Abstract

Mediterranean diet may be beneficial for inflammatory bowel disease (IBD). The aim of this study was to evaluate the level of adherence to MD in Italian patients with IBD. Eighty consecutive outpatients with IBD, 62 with Crohn's Disease (CD) and 18 with Ulcerative Colitis (UC) were included in the study. Demographic and clinical data, previous and current medical history, nutritional status and Quality of Life (QoL) assessed with the Short Inflammatory Bowel Disease Questionnaire (SIBDQ) were assessed. Adherence to MD was studied with the Medi-Lite questionnaire. IBD patients reported a mean Medi-Lite score of 10.4 with no significant differences between CD and UC patients (p=0.543). Among CD patients, adherence to MD was higher in patients with inactive disease (p<0.001) than in patients during the active phase, while no significant difference was found regarding disease activity in UC patients. A significant negative correlation of the Medi-Lite score with SIBDQ score (r=-0.2; p=0.040) was found.

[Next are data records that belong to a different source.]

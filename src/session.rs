//! Session persistence: API token and minimal user identity.

use anyhow::Result;
use base64::{Engine as _, engine::general_purpose::URL_SAFE_NO_PAD};
use sha2::{Digest, Sha256};
use std::{collections::HashMap, io::ErrorKind, path::PathBuf};
use tokio::{
    fs,
    io::{AsyncWriteExt, BufWriter},
    sync::RwLock,
};

use crate::api::models::{LoginResponse, UserRole};

/// Keys of the persisted session values.
pub const TOKEN_KEY: &str = "jwt_token";
pub const USER_ID_KEY: &str = "user_id";
pub const USERNAME_KEY: &str = "username";
pub const USER_DATA_KEY: &str = "user_data";

/// Values stored for one API server.
type Entry = HashMap<String, String>;

/// Stores the session in a local JSON file, one entry per API server.
///
/// Constructed once at startup and shared by every gateway; reads come from
/// memory, writes (login/logout) go through to disk.
pub struct SessionStore {
    /// Location of the session file on disk.
    path: PathBuf,
    /// Key of this server's entry inside the file.
    entry_key: String,
    /// In-memory copy of this server's entry.
    cache: RwLock<Entry>,
}

impl SessionStore {
    /// Open the store for `server_url`, loading any saved session.
    pub async fn open(path: impl Into<PathBuf>, server_url: &str) -> Result<Self> {
        let path = path.into();
        let entry_key = Self::entry_key(server_url);
        let mut map = load_map(&path).await?;
        let entry = map.remove(&entry_key).unwrap_or_default();
        tracing::info!(
            "session store opened: {} (logged in: {})",
            path.display(),
            entry.contains_key(TOKEN_KEY)
        );
        Ok(Self {
            path,
            entry_key,
            cache: RwLock::new(entry),
        })
    }

    /// In-memory store that never touches disk contents of other servers.
    #[cfg(test)]
    pub fn in_memory(token: Option<&str>, user_id: Option<i64>) -> Self {
        let mut entry = Entry::new();
        if let Some(t) = token {
            entry.insert(TOKEN_KEY.into(), t.into());
        }
        if let Some(id) = user_id {
            entry.insert(USER_ID_KEY.into(), id.to_string());
        }
        Self {
            path: std::env::temp_dir().join(format!("swiftflow-{}.json", uuid::Uuid::new_v4())),
            entry_key: Self::entry_key("test"),
            cache: RwLock::new(entry),
        }
    }

    /// Stable key for a server URL (trailing slash insensitive).
    fn entry_key(server_url: &str) -> String {
        let normalized = server_url.trim().trim_end_matches('/');
        let hash = Sha256::digest(normalized.as_bytes());
        format!("session:{}", URL_SAFE_NO_PAD.encode(hash))
    }

    pub async fn token(&self) -> Option<String> {
        self.cache.read().await.get(TOKEN_KEY).cloned()
    }

    pub async fn user_id(&self) -> Option<i64> {
        self.cache
            .read()
            .await
            .get(USER_ID_KEY)
            .and_then(|v| v.parse().ok())
    }

    pub async fn username(&self) -> Option<String> {
        self.cache.read().await.get(USERNAME_KEY).cloned()
    }

    /// Full login response saved at login, if readable.
    pub async fn login_response(&self) -> Option<LoginResponse> {
        let cache = self.cache.read().await;
        let raw = cache.get(USER_DATA_KEY)?;
        serde_json::from_str(raw).ok()
    }

    /// Role of the stored user, if a login response was saved.
    pub async fn role(&self) -> Option<UserRole> {
        self.login_response().await.map(|r| r.user.role)
    }

    pub async fn is_logged_in(&self) -> bool {
        self.token().await.is_some()
    }

    /// Persist token and identity from a successful login.
    pub async fn save_login(&self, resp: &LoginResponse) -> Result<()> {
        let mut cache = self.cache.write().await;
        cache.insert(TOKEN_KEY.into(), resp.token.clone());
        cache.insert(USER_ID_KEY.into(), resp.user.id.to_string());
        cache.insert(USERNAME_KEY.into(), resp.user.username.clone());
        cache.insert(USER_DATA_KEY.into(), serde_json::to_string(resp)?);
        self.persist(&cache).await
    }

    /// Remove every stored value for this server.
    pub async fn clear(&self) -> Result<()> {
        let mut cache = self.cache.write().await;
        cache.remove(TOKEN_KEY);
        cache.remove(USER_ID_KEY);
        cache.remove(USERNAME_KEY);
        cache.remove(USER_DATA_KEY);
        self.persist(&cache).await
    }

    /// Merge this server's entry into the file, keeping other servers' entries.
    async fn persist(&self, entry: &Entry) -> Result<()> {
        let mut map = load_map(&self.path).await?;
        if entry.is_empty() {
            map.remove(&self.entry_key);
        } else {
            map.insert(self.entry_key.clone(), entry.clone());
        }
        save_map(&self.path, &map).await
    }
}

/// Load the whole session map from disk.
async fn load_map(path: &PathBuf) -> Result<HashMap<String, Entry>> {
    match fs::read(path).await {
        Ok(data) => {
            if data.is_empty() {
                return Ok(HashMap::new());
            }
            Ok(serde_json::from_slice(&data)?)
        }
        Err(e) if e.kind() == ErrorKind::NotFound => Ok(HashMap::new()),
        Err(e) => Err(e.into()),
    }
}

/// Persist the session map, creating directories if needed.
async fn save_map(path: &PathBuf, map: &HashMap<String, Entry>) -> Result<()> {
    if let Some(parent) = path.parent()
        && !parent.as_os_str().is_empty()
    {
        fs::create_dir_all(parent).await?;
    }
    let data = serde_json::to_vec_pretty(map)?;
    let file = fs::File::create(path).await?;
    let mut writer = BufWriter::new(file);
    writer.write_all(&data).await?;
    writer.flush().await?;
    Ok(())
}

#[cfg(test)]
mod tests {
    use super::*;
    use crate::api::models::User;

    fn login(token: &str, id: i64) -> LoginResponse {
        LoginResponse {
            token: token.into(),
            user: User {
                id,
                username: "budi".into(),
                role: UserRole::Sales,
                initial: "B".into(),
                is_active: true,
                created_at: "2026-01-01T00:00:00Z".into(),
            },
        }
    }

    #[tokio::test]
    async fn login_survives_reopen_and_logout_clears_everything() {
        let dir = tempfile::tempdir().unwrap();
        let path = dir.path().join("nested/session.json");

        let store = SessionStore::open(&path, "http://api.local/api/").await.unwrap();
        assert!(!store.is_logged_in().await);
        store.save_login(&login("tok-1", 12)).await.unwrap();

        let reopened = SessionStore::open(&path, "http://api.local/api").await.unwrap();
        assert_eq!(reopened.token().await.as_deref(), Some("tok-1"));
        assert_eq!(reopened.user_id().await, Some(12));
        assert_eq!(reopened.username().await.as_deref(), Some("budi"));
        assert_eq!(reopened.login_response().await, Some(login("tok-1", 12)));
        assert_eq!(reopened.role().await, Some(UserRole::Sales));

        reopened.clear().await.unwrap();
        let after = SessionStore::open(&path, "http://api.local/api").await.unwrap();
        assert!(after.token().await.is_none());
        assert!(after.user_id().await.is_none());
        assert!(after.login_response().await.is_none());
        assert!(after.role().await.is_none());
    }

    #[tokio::test]
    async fn sessions_are_isolated_per_server() {
        let dir = tempfile::tempdir().unwrap();
        let path = dir.path().join("session.json");

        let a = SessionStore::open(&path, "https://a.example/api").await.unwrap();
        a.save_login(&login("tok-a", 1)).await.unwrap();
        let b = SessionStore::open(&path, "https://b.example/api").await.unwrap();
        assert!(b.token().await.is_none());
        b.save_login(&login("tok-b", 2)).await.unwrap();

        let a_again = SessionStore::open(&path, "https://a.example/api").await.unwrap();
        assert_eq!(a_again.token().await.as_deref(), Some("tok-a"));
    }

    #[tokio::test]
    async fn empty_file_is_treated_as_no_session() {
        let dir = tempfile::tempdir().unwrap();
        let path = dir.path().join("session.json");
        std::fs::write(&path, b"").unwrap();
        let store = SessionStore::open(&path, "http://x").await.unwrap();
        assert!(!store.is_logged_in().await);
    }
}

MD adherence was lower in CD patients who had undergone ≥2 surgeries, whereas for patients with UC we found no significant differences in MD adherence in relation to pervious surgery. Adherence to MD in IBD is influenced by disease activity, QoL and patients' surgical history. A greater adherence to MD achieved with nutritional education may help improve quality of life and modulate disease activity.